Courts Update Delhi HC: Father’s responsibility towards children does not end...

Delhi HC: Father’s responsibility towards children does not end with them attaining majority


New Delhi, June 16 (ILNS): The Delhi High Court has made it clear that a father’s responsibility of providing for his wife and children abides, and does not stop with the children attaining majority.

Justice Subramonium Prasad quoted section 125 of CrPC in a matrimonial petition and said: “This court cannot shut its eyes to the fact that at the age of 18 the education of the son is not yet over and the son cannot sustain himself. The son would have barely passed his 12th Standard on completing 18 years of age and therefore the petitioner No.1 has to look after the son and bear his entire expenses.”

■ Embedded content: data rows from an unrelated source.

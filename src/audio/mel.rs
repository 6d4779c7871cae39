//! Log-mel spectrogram extraction.
//!
//! Centered STFT with reflect padding and a periodic Hann window, power
//! spectrum, Slaney-normalised mel filterbank, then decibels relative to the
//! loudest bin with an 80 dB floor. Values are finally mapped by
//! `(db + 40) / 40`, which puts the useful range near `[-1, 1]`.

use crate::audio::AudioFeatureExtractor;
use crate::perf::{self, Metric};
use crate::weights::{CheckpointStore, ParameterMap, SafetensorsCheckpoint, TensorData as RawTensor};
use anyhow::{Context, Result};
use burn::tensor::{backend::Backend, Tensor, TensorData};
use realfft::num_complex::Complex32;
use realfft::{RealFftPlanner, RealToComplex};
use std::f32::consts::PI;
use std::path::Path;
use std::sync::Arc;

const MEL_KEY: &str = "mel";
const AMIN: f32 = 1e-10;
const TOP_DB: f32 = 80.0;

/// Mel spectrogram stored row-major as `[n_mels][frames]`.
#[derive(Debug, Clone, PartialEq)]
pub struct MelSpectrogram {
    pub n_mels: usize,
    pub frames: usize,
    pub data: Vec<f32>,
}

impl MelSpectrogram {
    /// Value of bin `mel` at `frame`.
    pub fn get(&self, mel: usize, frame: usize) -> f32 {
        self.data[mel * self.frames + frame]
    }

    /// Keep at most the first `frames` frames.
    pub fn truncate(&mut self, frames: usize) {
        if frames >= self.frames {
            return;
        }
        let mut data = Vec::with_capacity(self.n_mels * frames);
        for row in self.data.chunks(self.frames) {
            data.extend_from_slice(&row[..frames]);
        }
        self.data = data;
        self.frames = frames;
    }

    /// Tensor `[1, n_mels, frames]`.
    pub fn to_tensor<B: Backend>(&self, device: &B::Device) -> Tensor<B, 3> {
        Tensor::from_data(
            TensorData::new(self.data.clone(), [1, self.n_mels, self.frames]),
            device,
        )
    }

    /// Write as a safetensors file with a single `mel` tensor `[n_mels, frames]`.
    pub fn save(&self, path: impl AsRef<Path>) -> Result<()> {
        let mut map = ParameterMap::new();
        map.insert(
            MEL_KEY.to_string(),
            RawTensor::from_f32(&self.data, vec![self.n_mels, self.frames]),
        );
        SafetensorsCheckpoint::new(path.as_ref()).save(&map)
    }

    /// Read a file written by [`save`](Self::save). A leading batch axis of 1 is accepted.
    pub fn load(path: impl AsRef<Path>) -> Result<Self> {
        let path = path.as_ref();
        let map = SafetensorsCheckpoint::new(path).load()?;
        let raw = map
            .get(MEL_KEY)
            .with_context(|| format!("{} has no `{MEL_KEY}` tensor", path.display()))?;
        let (n_mels, frames) = match raw.shape.as_slice() {
            [n_mels, frames] | [1, n_mels, frames] => (*n_mels, *frames),
            other => anyhow::bail!("mel tensor must be [n_mels, frames], got {other:?}"),
        };
        if n_mels == 0 || frames == 0 {
            anyhow::bail!("mel tensor is empty: [{n_mels}, {frames}]");
        }
        let data = raw.to_f32()?;
        if data.len() != n_mels * frames {
            anyhow::bail!("mel tensor holds {} values, expected {}", data.len(), n_mels * frames);
        }
        Ok(Self {
            n_mels,
            frames,
            data,
        })
    }
}

/// STFT-based mel feature extractor.
pub struct MelExtractor {
    n_fft: usize,
    hop_length: usize,
    n_mels: usize,
    window: Vec<f32>,
    filterbank: Vec<Vec<f32>>,
    fft: Arc<dyn RealToComplex<f32>>,
}

impl std::fmt::Debug for MelExtractor {
    fn fmt(&self, f: &mut std::fmt::Formatter<'_>) -> std::fmt::Result {
        f.debug_struct("MelExtractor")
            .field("n_fft", &self.n_fft)
            .field("hop_length", &self.hop_length)
            .field("n_mels", &self.n_mels)
            .finish()
    }
}

impl MelExtractor {
    pub fn new(sample_rate: u32, n_fft: usize, hop_length: usize, n_mels: usize) -> Result<Self> {
        if n_fft < 2 || hop_length == 0 || n_mels == 0 || sample_rate == 0 {
            anyhow::bail!(
                "invalid mel settings: n_fft={n_fft}, hop_length={hop_length}, \
                 n_mels={n_mels}, sample_rate={sample_rate}"
            );
        }
        let mut planner = RealFftPlanner::<f32>::new();
        let fft = planner.plan_fft_forward(n_fft);
        Ok(Self {
            n_fft,
            hop_length,
            n_mels,
            window: hann_window(n_fft),
            filterbank: mel_filterbank(sample_rate as f32, n_fft, n_mels),
            fft,
        })
    }

    /// Extractor for the audio settings of `config`.
    pub fn from_config(config: &crate::config::AudioConfig) -> Result<Self> {
        Self::new(
            config.sample_rate,
            config.n_fft,
            config.hop_length,
            config.n_mels,
        )
    }

    pub fn hop_length(&self) -> usize {
        self.hop_length
    }

    /// Frames produced for `samples` input samples.
    pub fn num_frames(&self, samples: usize) -> usize {
        1 + samples / self.hop_length
    }

    /// Mel power spectrogram, `[n_mels][frames]`.
    fn mel_power(&self, waveform: &[f32]) -> Result<Vec<f32>> {
        let padded = reflect_pad(waveform, self.n_fft / 2);
        let frames = self.num_frames(waveform.len());
        let bins = self.n_fft / 2 + 1;

        let mut input = self.fft.make_input_vec();
        let mut spectrum: Vec<Complex32> = self.fft.make_output_vec();
        let mut scratch = self.fft.make_scratch_vec();
        let mut power = vec![0.0_f32; bins];
        let mut mel = vec![0.0_f32; self.n_mels * frames];

        for frame in 0..frames {
            let start = frame * self.hop_length;
            for (i, slot) in input.iter_mut().enumerate() {
                *slot = padded.get(start + i).copied().unwrap_or(0.0) * self.window[i];
            }
            self.fft
                .process_with_scratch(&mut input, &mut spectrum, &mut scratch)
                .map_err(|err| anyhow::anyhow!("FFT failed: {err}"))?;
            for (p, c) in power.iter_mut().zip(spectrum.iter()) {
                *p = c.norm_sqr();
            }
            for (m, filter) in self.filterbank.iter().enumerate() {
                mel[m * frames + frame] = filter.iter().zip(&power).map(|(w, p)| w * p).sum();
            }
        }
        Ok(mel)
    }
}

impl AudioFeatureExtractor for MelExtractor {
    fn extract(&self, waveform: &[f32]) -> Result<MelSpectrogram> {
        let _span = perf::span(Metric::MelExtract);
        let frames = self.num_frames(waveform.len());
        let mut data = self.mel_power(waveform)?;
        power_to_db(&mut data);
        for value in &mut data {
            *value = (*value + 40.0) / 40.0;
        }
        perf::add_count(Metric::MelFrames, frames as u64);
        Ok(MelSpectrogram {
            n_mels: self.n_mels,
            frames,
            data,
        })
    }
}

/// Decibels relative to the maximum, floored `TOP_DB` below it.
fn power_to_db(values: &mut [f32]) {
    let reference = values.iter().copied().fold(AMIN, f32::max);
    let offset = 10.0 * reference.log10();
    let mut peak = f32::NEG_INFINITY;
    for value in values.iter_mut() {
        *value = 10.0 * value.max(AMIN).log10() - offset;
        peak = peak.max(*value);
    }
    let floor = peak - TOP_DB;
    for value in values.iter_mut() {
        *value = value.max(floor);
    }
}

/// Periodic Hann window.
fn hann_window(len: usize) -> Vec<f32> {
    (0..len)
        .map(|n| 0.5 - 0.5 * (2.0 * PI * n as f32 / len as f32).cos())
        .collect()
}

/// Mirror `pad` samples onto both ends without repeating the edge sample.
///
/// Falls back to zeros when the signal is too short to mirror.
fn reflect_pad(signal: &[f32], pad: usize) -> Vec<f32> {
    let len = signal.len();
    let mut out = Vec::with_capacity(len + 2 * pad);
    if len <= pad {
        out.resize(pad, 0.0);
        out.extend_from_slice(signal);
        out.resize(len + 2 * pad, 0.0);
        return out;
    }
    out.extend((1..=pad).rev().map(|i| signal[i]));
    out.extend_from_slice(signal);
    out.extend((1..=pad).map(|i| signal[len - 1 - i]));
    out
}

pub fn hz_to_mel(freq: f32) -> f32 {
    let f_sp = 200.0 / 3.0;
    let min_log_hz = 1000.0;
    let min_log_mel = min_log_hz / f_sp;
    let logstep = 6.4_f32.ln() / 27.0;
    if freq >= min_log_hz {
        min_log_mel + (freq / min_log_hz).ln() / logstep
    } else {
        freq / f_sp
    }
}

pub fn mel_to_hz(mel: f32) -> f32 {
    let f_sp = 200.0 / 3.0;
    let min_log_hz = 1000.0;
    let min_log_mel = min_log_hz / f_sp;
    let logstep = 6.4_f32.ln() / 27.0;
    if mel >= min_log_mel {
        min_log_hz * ((mel - min_log_mel) * logstep).exp()
    } else {
        f_sp * mel
    }
}

/// Slaney-style filterbank `[n_mels][n_fft / 2 + 1]` over `0..sample_rate / 2`.
fn mel_filterbank(sample_rate: f32, n_fft: usize, n_mels: usize) -> Vec<Vec<f32>> {
    let bins = n_fft / 2 + 1;
    let mel_max = hz_to_mel(sample_rate / 2.0);
    let hz_points: Vec<f32> = (0..n_mels + 2)
        .map(|i| mel_to_hz(mel_max * i as f32 / (n_mels + 1) as f32))
        .collect();
    let fft_freqs: Vec<f32> = (0..bins)
        .map(|k| k as f32 * sample_rate / n_fft as f32)
        .collect();

    (0..n_mels)
        .map(|m| {
            let (left, center, right) = (hz_points[m], hz_points[m + 1], hz_points[m + 2]);
            let enorm = 2.0 / (right - left);
            fft_freqs
                .iter()
                .map(|&f| {
                    let lower = (f - left) / (center - left);
                    let upper = (right - f) / (right - center);
                    lower.min(upper).max(0.0) * enorm
                })
                .collect()
        })
        .collect()
}
use anyhow::Result;
use rubato::{
    Resampler, SincFixedIn, SincInterpolationParameters, SincInterpolationType, WindowFunction,
};

#[derive(Debug, Default)]
pub struct AudioResampler;

impl AudioResampler {
    /// Average all channels into one.
    pub fn downmix(channels: Vec<Vec<f32>>) -> Result<Vec<f32>> {
        let mut channels = channels.into_iter();
        let Some(mut mixed) = channels.next() else {
            return Ok(Vec::new());
        };
        let mut count = 1usize;
        for channel in channels {
            if channel.len() != mixed.len() {
                anyhow::bail!("Channel length mismatch in downmix");
            }
            for (acc, value) in mixed.iter_mut().zip(channel) {
                *acc += value;
            }
            count += 1;
        }
        if count > 1 {
            let scale = 1.0 / count as f32;
            mixed.iter_mut().for_each(|v| *v *= scale);
        }
        Ok(mixed)
    }

    /// Sinc-resample a mono signal from `from_rate` to `to_rate`.
    pub fn resample(samples: Vec<f32>, from_rate: u32, to_rate: u32) -> Result<Vec<f32>> {
        if from_rate == to_rate || samples.is_empty() {
            return Ok(samples);
        }
        if from_rate == 0 || to_rate == 0 {
            anyhow::bail!("Cannot resample from {from_rate} Hz to {to_rate} Hz");
        }
        let ratio = f64::from(to_rate) / f64::from(from_rate);
        let params = SincInterpolationParameters {
            sinc_len: 128,
            f_cutoff: 0.95,
            interpolation: SincInterpolationType::Linear,
            oversampling_factor: 128,
            window: WindowFunction::BlackmanHarris2,
        };
        let mut resampler = SincFixedIn::<f32>::new(ratio, 1.0, params, samples.len(), 1)?;
        let mut output = resampler.process(&[samples], None)?;
        Ok(output.pop().unwrap_or_default())
    }
}
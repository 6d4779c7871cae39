//! `tracing` subscriber setup for the command-line tool.

use tracing_subscriber::{fmt, prelude::*, EnvFilter};

/// Log output format.
#[derive(Debug, Clone, Copy, PartialEq, Eq, Default, clap::ValueEnum)]
pub enum LogFormat {
    /// Human-readable lines.
    #[default]
    Text,
    /// One JSON object per event.
    Json,
}

/// Install a global subscriber writing to stderr.
///
/// `RUST_LOG` takes precedence over `level` when set. Calling this twice is
/// harmless; the second subscriber is ignored.
pub fn init_logging(level: &str, format: LogFormat) {
    let env_filter = EnvFilter::try_from_default_env().unwrap_or_else(|_| EnvFilter::new(level));
    let registry = tracing_subscriber::registry().with(env_filter);
    let _ = match format {
        LogFormat::Text => tracing::subscriber::set_global_default(
            registry.with(fmt::layer().with_target(true).with_writer(std::io::stderr)),
        ),
        LogFormat::Json => tracing::subscriber::set_global_default(
            registry.with(
                fmt::layer()
                    .json()
                    .with_target(true)
                    .with_writer(std::io::stderr),
            ),
        ),
    };
}
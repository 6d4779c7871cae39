//! Encoder-decoder composition: conditioning upsampler plus WaveNet decoder.
//!
//! [`WaveNetModel`] owns every parameter, builds itself from a [`Config`],
//! and moves its weights in and out of a [`CheckpointStore`].

use crate::config::Config;
use crate::error::{Result, VocoderError};
use crate::model::vocoder::Vocoder;
use crate::modules::conv::ConvWeights;
use crate::modules::residual::ResidualLayer;
use crate::modules::upsample::ConditionUpsampler;
use crate::perf::{self, Metric};
use crate::weights::{
    normalize_names, tensor_from_data, tensor_to_data, CheckpointStore, ParameterMap,
};
use anyhow::{bail, Context};
use burn::tensor::{backend::Backend, Tensor};
use rand::rngs::StdRng;
use rand::SeedableRng;

/// Mel-conditioned WaveNet vocoder.
#[derive(Debug, Clone)]
pub struct WaveNetModel<B: Backend> {
    /// Frame-rate to sample-rate conditioning network.
    pub encoder: ConditionUpsampler<B>,
    /// Autoregressive decoder.
    pub decoder: Vocoder<B>,
}

impl<B: Backend> WaveNetModel<B> {
    /// Pair an encoder with a decoder of matching depth and width.
    pub fn new(encoder: ConditionUpsampler<B>, decoder: Vocoder<B>) -> Result<Self> {
        if encoder.num_layers() != decoder.num_layers() {
            return Err(VocoderError::config(format!(
                "encoder produces conditioning for {} layers, decoder has {}",
                encoder.num_layers(),
                decoder.num_layers()
            )));
        }
        Ok(Self { encoder, decoder })
    }

    /// Randomly initialised model (LeCun-normal weights, zero biases).
    pub fn init(config: &Config, seed: u64, device: &B::Device) -> Result<Self> {
        config.validate()?;
        let mut rng = StdRng::seed_from_u64(seed);
        let encoder = ConditionUpsampler::init(&config.upsampler_config(), &mut rng, device)?;
        let decoder = Vocoder::init(&config.vocoder_config(), &mut rng, device)?;
        Self::new(encoder, decoder)
    }

    /// Build from a config and load weights from `store`.
    pub fn from_checkpoint(
        config: &Config,
        store: &impl CheckpointStore,
        device: &B::Device,
    ) -> anyhow::Result<Self> {
        let mut model = Self::init(config, 0, device)?;
        model.load(store, device)?;
        Ok(model)
    }

    /// Per-layer conditioning `[layers, batch, 2R, frames * hop]`.
    ///
    /// `mel` is `[batch, mels, frames]` with at least one frame.
    pub fn conditions(&self, mel: Tensor<B, 3>) -> Result<Tensor<B, 4>> {
        let dims = mel.dims();
        if dims[1] != self.encoder.in_channels() || dims[2] == 0 {
            return Err(VocoderError::shape(
                "wavenet.mel",
                [dims[0], self.encoder.in_channels(), dims[2].max(1)],
                dims,
            ));
        }
        let _span = perf::span(Metric::ConditionTransform);
        self.encoder.transform(mel)
    }

    /// Teacher-forced logits `[batch, Q, time]` for one-hot `input` and `mel`.
    ///
    /// `time` must equal `frames * hop`.
    pub fn forward(&self, input: Tensor<B, 3>, mel: Tensor<B, 3>) -> Result<Tensor<B, 3>> {
        let conditions = self.conditions(mel)?;
        let _span = perf::span(Metric::DecoderFull);
        self.decoder.evaluate_full(input, conditions)
    }

    /// Samples per mel frame.
    pub fn hop_length(&self) -> usize {
        self.encoder.hop_length()
    }

    /// Device holding the parameters.
    pub fn device(&self) -> B::Device {
        self.decoder.device()
    }

    /// Number of quantization classes.
    pub fn num_classes(&self) -> usize {
        self.decoder.num_classes()
    }

    /// All parameters under their checkpoint names.
    pub fn parameters(&self) -> Vec<(String, &ConvWeights<B>)> {
        let mut params = Vec::new();
        for (idx, stage) in self.encoder.stages.iter().enumerate() {
            params.push((format!("encoder.upsample.{idx}"), &stage.params));
        }
        for (idx, proj) in self.encoder.projections.iter().enumerate() {
            params.push((format!("encoder.proj.{idx}"), &proj.params));
        }
        params.push(("decoder.embed".to_string(), &self.decoder.embed.params));
        for (idx, layer) in self.decoder.stack.layers.iter().enumerate() {
            params.push((format!("decoder.stack.{idx}.conv"), &layer.conv.params));
            params.push((format!("decoder.stack.{idx}.res"), &layer.res.params));
            params.push((format!("decoder.stack.{idx}.skip"), &layer.skip.params));
        }
        params.push(("decoder.proj1".to_string(), &self.decoder.proj1.params));
        params.push(("decoder.proj2".to_string(), &self.decoder.proj2.params));
        params
    }

    fn parameters_mut(&mut self) -> Vec<(String, &mut ConvWeights<B>)> {
        let Self { encoder, decoder } = self;
        let mut params = Vec::new();
        for (idx, stage) in encoder.stages.iter_mut().enumerate() {
            params.push((format!("encoder.upsample.{idx}"), &mut stage.params));
        }
        for (idx, proj) in encoder.projections.iter_mut().enumerate() {
            params.push((format!("encoder.proj.{idx}"), &mut proj.params));
        }
        params.push(("decoder.embed".to_string(), &mut decoder.embed.params));
        for (idx, layer) in decoder.stack.layers.iter_mut().enumerate() {
            let ResidualLayer { conv, res, skip } = layer;
            params.push((format!("decoder.stack.{idx}.conv"), &mut conv.params));
            params.push((format!("decoder.stack.{idx}.res"), &mut res.params));
            params.push((format!("decoder.stack.{idx}.skip"), &mut skip.params));
        }
        params.push(("decoder.proj1".to_string(), &mut decoder.proj1.params));
        params.push(("decoder.proj2".to_string(), &mut decoder.proj2.params));
        params
    }

    /// Total number of scalar parameters.
    pub fn num_params(&self) -> usize {
        self.parameters()
            .iter()
            .map(|(_, weights)| weights.num_params())
            .sum()
    }

    /// Snapshot every parameter as raw f32 tensors.
    pub fn state_dict(&self) -> ParameterMap {
        let mut state = ParameterMap::new();
        for (name, weights) in self.parameters() {
            state.insert(format!("{name}.weight"), tensor_to_data(&weights.weight));
            if let Some(bias) = weights.bias.as_ref() {
                state.insert(format!("{name}.bias"), tensor_to_data(bias));
            }
        }
        state
    }

    /// Replace every parameter from `state`; shapes must match exactly.
    pub fn load_state_dict(
        &mut self,
        state: &ParameterMap,
        device: &B::Device,
    ) -> anyhow::Result<()> {
        let mut used = 0;
        for (name, weights) in self.parameters_mut() {
            let key = format!("{name}.weight");
            let data = state
                .get(&key)
                .with_context(|| format!("checkpoint is missing {key}"))?;
            let weight: Tensor<B, 3> =
                tensor_from_data(data, device).with_context(|| format!("loading {key}"))?;
            if weight.dims() != weights.weight.dims() {
                bail!(
                    "{key}: checkpoint shape {:?} does not match model shape {:?}",
                    weight.dims(),
                    weights.weight.dims()
                );
            }
            weights.weight = weight;
            used += 1;

            if let Some(current) = weights.bias.as_mut() {
                let key = format!("{name}.bias");
                let data = state
                    .get(&key)
                    .with_context(|| format!("checkpoint is missing {key}"))?;
                let bias: Tensor<B, 1> =
                    tensor_from_data(data, device).with_context(|| format!("loading {key}"))?;
                if bias.dims() != current.dims() {
                    bail!(
                        "{key}: checkpoint shape {:?} does not match model shape {:?}",
                        bias.dims(),
                        current.dims()
                    );
                }
                *current = bias;
                used += 1;
            }
        }
        if used < state.len() {
            tracing::warn!(
                unused = state.len() - used,
                "checkpoint holds tensors the model does not use"
            );
        }
        Ok(())
    }

    /// Write all parameters to `store`.
    pub fn save(&self, store: &impl CheckpointStore) -> anyhow::Result<()> {
        store.save(&self.state_dict())
    }

    /// Load parameters from `store`, accepting native or snapshot names.
    pub fn load(
        &mut self,
        store: &impl CheckpointStore,
        device: &B::Device,
    ) -> anyhow::Result<()> {
        let raw = store.load()?;
        let state = normalize_names(raw, self.encoder.stages.len());
        self.load_state_dict(&state, device)?;
        tracing::info!(params = self.num_params(), "loaded model weights");
        Ok(())
    }
}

The court added: “It cannot be said that the obligation of a father would come to an end when his son reaches 18 years of age and the entire burden of his education and other expenses would fall only on the mother. This Court is therefore inclined to grant a sum of Rs 15,000 per month as interim maintenance to the mother from the date of the son  attaining the age of majority till he completes his graduation or starts earning, whichever is earlier.”

The court also added: “The amount earned by the mother has to be spent on her and on her children without any contribution by the father, because the son has attained majority. The Court cannot shut its eyes to the rising cost of living. It is not reasonable to expect that the mother alone would bear the entire burden for herself and for the son with the small amount of maintenance given by the respondent herein towards the maintenance of his daughter.”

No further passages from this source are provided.